Style. You choose how the presets render, as plain labels or as radio buttons. It’s cosmetic, but radio buttons read as "pick one" while labels read as "tap to add", so test which one your audience clicks more.
Show an extra field in the donation form. A toggle to surface an additional field in the form. Handy if you want to capture a short note or dedication alongside the gift.
Minimum Donation Required. The floor for a single donation, default 10. I cannot stress enough that the default is usually too high. Lower it to 1, or even 0 if you want to accept any amount. More on why in the anti-patterns section, because this single number does more damage than any other setting.
Maximum Donation Allowed. The ceiling, default 100. The max exists mostly as a guardrail against typos and fraud. Set it high enough that a generous donor isn’t blocked. If a major donor wants to give 500 and the form refuses, you’ve insulted the exact person you most wanted to keep.
Payment method. Configure how the donation is processed within the WooCommerce checkout flow.
Those are the core behavior settings. Lower on the same tab there’s also a Button settings group (the donation button’s text, style, typography, and text and background colors, including hover states) so the form matches your theme. Notice what isn’t here: no goal tracker, no campaign field, no donor account. The Settings tab is deliberately spare, which is the whole personality of this plugin.
Per-product and compulsory donations
This is the feature that separates YITH Donations from a plain pay-what-you-want product, and it’s the one I’d reach for in a real campaign.
Under the Products & Donations tab, you add specific products and attach donation behavior to each. There are two controls per product: View Donation (show the donation option on that product) and Compulsory Donation (force the donation when that product is bought). The list is empty by default, so nothing is compulsory until you say so.
Optional per-product donations are the gentle version. A shopper viewing your charity hoodie sees a donation prompt tied to that product. They can add to it or ignore it. Low pressure, fully transparent.

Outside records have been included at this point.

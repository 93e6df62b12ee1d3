//! The generated-keys table (`3.2.1.<column>.<rowId>`).

use keyshare_types::error::{KeyShareError, KeyShareResult};
use keyshare_types::oid::{KeyColumn, TableOid};
use keyshare_types::value::{MibValue, Visibility};
use serde::{Deserialize, Serialize};
use std::collections::HashMap;

/// One issued key. All six columns live and die together.
#[derive(Debug, Clone, PartialEq, Eq, Serialize, Deserialize)]
pub struct KeyRow {
    pub key_id: u64,
    pub value: String,
    /// Address of the manager that requested the key.
    pub requester: String,
    /// Calendar date, `YYYYMMDD`.
    pub expiration_date: i64,
    /// Time of day, `HHMMSS`.
    pub expiration_time: i64,
    pub visibility: Visibility,
}

impl KeyRow {
    /// Value of a single column.
    pub fn column(&self, column: KeyColumn) -> MibValue {
        match column {
            KeyColumn::KeyId => MibValue::Int(self.key_id as i64),
            KeyColumn::KeyValue => MibValue::Str(self.value.clone()),
            KeyColumn::Requester => MibValue::Str(self.requester.clone()),
            KeyColumn::ExpirationDate => MibValue::Int(self.expiration_date),
            KeyColumn::ExpirationTime => MibValue::Int(self.expiration_time),
            KeyColumn::Visibility => MibValue::Int(self.visibility.into()),
        }
    }

    /// Overwrite one column. The key id is immutable.
    pub fn assign(&mut self, column: KeyColumn, value: MibValue) -> KeyShareResult<()> {
        let oid = TableOid::new(column, self.key_id).to_oid();
        if column == KeyColumn::KeyId {
            return Err(KeyShareError::ReadOnlyViolation(oid));
        }
        let mismatch = || KeyShareError::TypeMismatch {
            oid: oid.clone(),
            expected: column.kind(),
        };
        let value = value.coerce(column.kind()).ok_or_else(mismatch)?;
        match (column, value) {
            (KeyColumn::KeyValue, MibValue::Str(s)) => self.value = s,
            (KeyColumn::Requester, MibValue::Str(s)) => self.requester = s,
            (KeyColumn::ExpirationDate, MibValue::Int(n)) => self.expiration_date = n,
            (KeyColumn::ExpirationTime, MibValue::Int(n)) => self.expiration_time = n,
            (KeyColumn::Visibility, MibValue::Int(n)) => {
                self.visibility = Visibility::try_from(n).map_err(|_| mismatch())?;
            }
            _ => return Err(mismatch()),
        }
        Ok(())
    }

    /// True when the expiration stamp lies strictly before `now`.
    ///
    /// `now` is the `(YYYYMMDD, HHMMSS)` pair; the comparison is
    /// lexicographic over (date, time).
    pub fn is_expired(&self, now: (i64, i64)) -> bool {
        (self.expiration_date, self.expiration_time) < now
    }
}

/// Rows keyed by id, plus the order in which they were inserted.
#[derive(Debug, Clone, Default)]
pub struct KeyTable {
    rows: HashMap<u64, KeyRow>,
    order: Vec<u64>,
}

impl KeyTable {
    pub fn new() -> Self {
        Self::default()
    }

    pub fn len(&self) -> usize {
        self.order.len()
    }

    pub fn is_empty(&self) -> bool {
        self.order.is_empty()
    }

    /// Insert a whole row. Fails if the id is already taken.
    pub fn insert(&mut self, row: KeyRow) -> KeyShareResult<()> {
        if self.rows.contains_key(&row.key_id) {
            return Err(KeyShareError::DuplicateRow(row.key_id));
        }
        self.order.push(row.key_id);
        self.rows.insert(row.key_id, row);
        Ok(())
    }

    /// Remove a whole row.
    pub fn remove(&mut self, row_id: u64) -> Option<KeyRow> {
        let row = self.rows.remove(&row_id)?;
        self.order.retain(|id| *id != row_id);
        Some(row)
    }

    pub fn get(&self, row_id: u64) -> Option<&KeyRow> {
        self.rows.get(&row_id)
    }

    pub fn get_mut(&mut self, row_id: u64) -> Option<&mut KeyRow> {
        self.rows.get_mut(&row_id)
    }

    /// Rows in insertion order.
    pub fn iter(&self) -> impl Iterator<Item = &KeyRow> + '_ {
        self.order.iter().filter_map(|id| self.rows.get(id))
    }

    /// First OID of the table in traversal order.
    pub fn first_oid(&self) -> Option<TableOid> {
        self.order
            .first()
            .map(|id| TableOid::new(KeyColumn::KeyId, *id))
    }

    /// OID that follows `at` in traversal order: the remaining columns of the
    /// same row, then the first column of the next inserted row.
    pub fn next_oid(&self, at: TableOid) -> Option<TableOid> {
        if let Some(column) = KeyColumn::from_index(at.column.index() + 1) {
            return Some(TableOid::new(column, at.row_id));
        }
        let position = self.order.iter().position(|id| *id == at.row_id)?;
        self.order
            .get(position + 1)
            .map(|id| TableOid::new(KeyColumn::KeyId, *id))
    }

    pub fn max_row_id(&self) -> Option<u64> {
        self.order.iter().copied().max()
    }

    /// Number of rows whose visibility counts as valid.
    pub fn valid_count(&self) -> u64 {
        self.rows
            .values()
            .filter(|row| row.visibility.counts_as_valid())
            .count() as u64
    }
}

#[cfg(test)]
mod tests {
    use super::*;

    fn row(id: u64, visibility: Visibility) -> KeyRow {
        KeyRow {
            key_id: id,
            value: format!("key-{id}"),
            requester: "127.0.0.1:5000".to_string(),
            expiration_date: 20260101,
            expiration_time: 120000,
            visibility,
        }
    }

    #[test]
    fn test_insert_and_remove_row() {
        let mut table = KeyTable::new();
        table.insert(row(1, Visibility::Public)).unwrap();
        table.insert(row(2, Visibility::Private)).unwrap();
        assert_eq!(table.len(), 2);
        assert_eq!(
            table.insert(row(1, Visibility::Public)),
            Err(KeyShareError::DuplicateRow(1))
        );

        let removed = table.remove(1).unwrap();
        assert_eq!(removed.value, "key-1");
        assert!(table.get(1).is_none());
        assert!(table.remove(1).is_none());
        assert_eq!(table.len(), 1);
    }

    #[test]
    fn test_traversal_walks_columns_then_rows() {
        let mut table = KeyTable::new();
        table.insert(row(5, Visibility::Public)).unwrap();
        table.insert(row(2, Visibility::Public)).unwrap();

        let mut walked = Vec::new();
        let mut cursor = table.first_oid();
        while let Some(oid) = cursor {
            walked.push(oid.to_oid());
            cursor = table.next_oid(oid);
        }
        assert_eq!(walked.len(), 12);
        assert_eq!(walked[0], "3.2.1.1.5");
        assert_eq!(walked[5], "3.2.1.6.5");
        // Insertion order, not numeric order.
        assert_eq!(walked[6], "3.2.1.1.2");
        assert_eq!(walked[11], "3.2.1.6.2");
    }

    #[test]
    fn test_valid_count_ignores_private_rows() {
        let mut table = KeyTable::new();
        table.insert(row(1, Visibility::Private)).unwrap();
        table.insert(row(2, Visibility::RequesterOnly)).unwrap();
        table.insert(row(3, Visibility::Public)).unwrap();
        assert_eq!(table.valid_count(), 2);
        assert_eq!(table.max_row_id(), Some(3));
    }

    #[test]
    fn test_row_assign() {
        let mut r = row(4, Visibility::Private);
        r.assign(KeyColumn::Visibility, MibValue::Int(2)).unwrap();
        assert_eq!(r.visibility, Visibility::Public);
        assert!(matches!(
            r.assign(KeyColumn::Visibility, MibValue::Int(9)),
            Err(KeyShareError::TypeMismatch { .. })
        ));
        assert!(matches!(
            r.assign(KeyColumn::KeyId, MibValue::Int(9)),
            Err(KeyShareError::ReadOnlyViolation(_))
        ));
        r.assign(KeyColumn::ExpirationTime, MibValue::from("000001"))
            .unwrap();
        assert_eq!(r.expiration_time, 1);
    }

    #[test]
    fn test_expiry_is_lexicographic_over_date_then_time() {
        let r = row(1, Visibility::Public);
        assert!(r.is_expired((20260101, 120001)));
        assert!(r.is_expired((20260102, 0)));
        assert!(!r.is_expired((20260101, 120000)));
        assert!(!r.is_expired((20251231, 235959)));
    }
}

Compulsory donations are the strong version, and they’re how you turn a normal SKU into a cause-marketing product. Picture a "Relief Fund Blanket" where every sale automatically adds a 5 dollar donation. The buyer can’t opt out, because the donation is part of what the product is. Used honestly, this is powerful. Used quietly, it’s a refund magnet.
Heads-up: compulsory means the charge happens whether or not the buyer noticed. If a shopper sees an unexplained extra line at checkout, you don’t get goodwill, you get an abandoned cart or a chargeback. The fix is disclosure, not stealth. Say "5 dollars of every blanket funds disaster relief" on the product page itself, loudly, so the donation reads as a feature and not a surprise fee. I’ll come back to this, because it’s the single easiest way to torch donor trust.
There’s no per-product screenshot here because the list starts empty and a demo store has nothing to show. The behavior is what matters: optional for soft prompts, compulsory for built-in cause pricing, and disclosure either way.
Customizing the labels and the thank-you email
Two tabs handle everything your donors actually read: Labels and Email. Get these right and the feature feels intentional. Skip them and it feels like a stray plugin nobody configured.
Labels
The Labels tab controls the customer-facing strings. The main one is "Message attached to your donation", which defaults to "Make a donation" and is the heading on the form. There’s a "Thank you message" (default "Thanks for your donation") shown after a gift is added. And there’s a set of validation strings: "Please enter amount", "Please enter a valid value", and "Please enter a number greater than 0".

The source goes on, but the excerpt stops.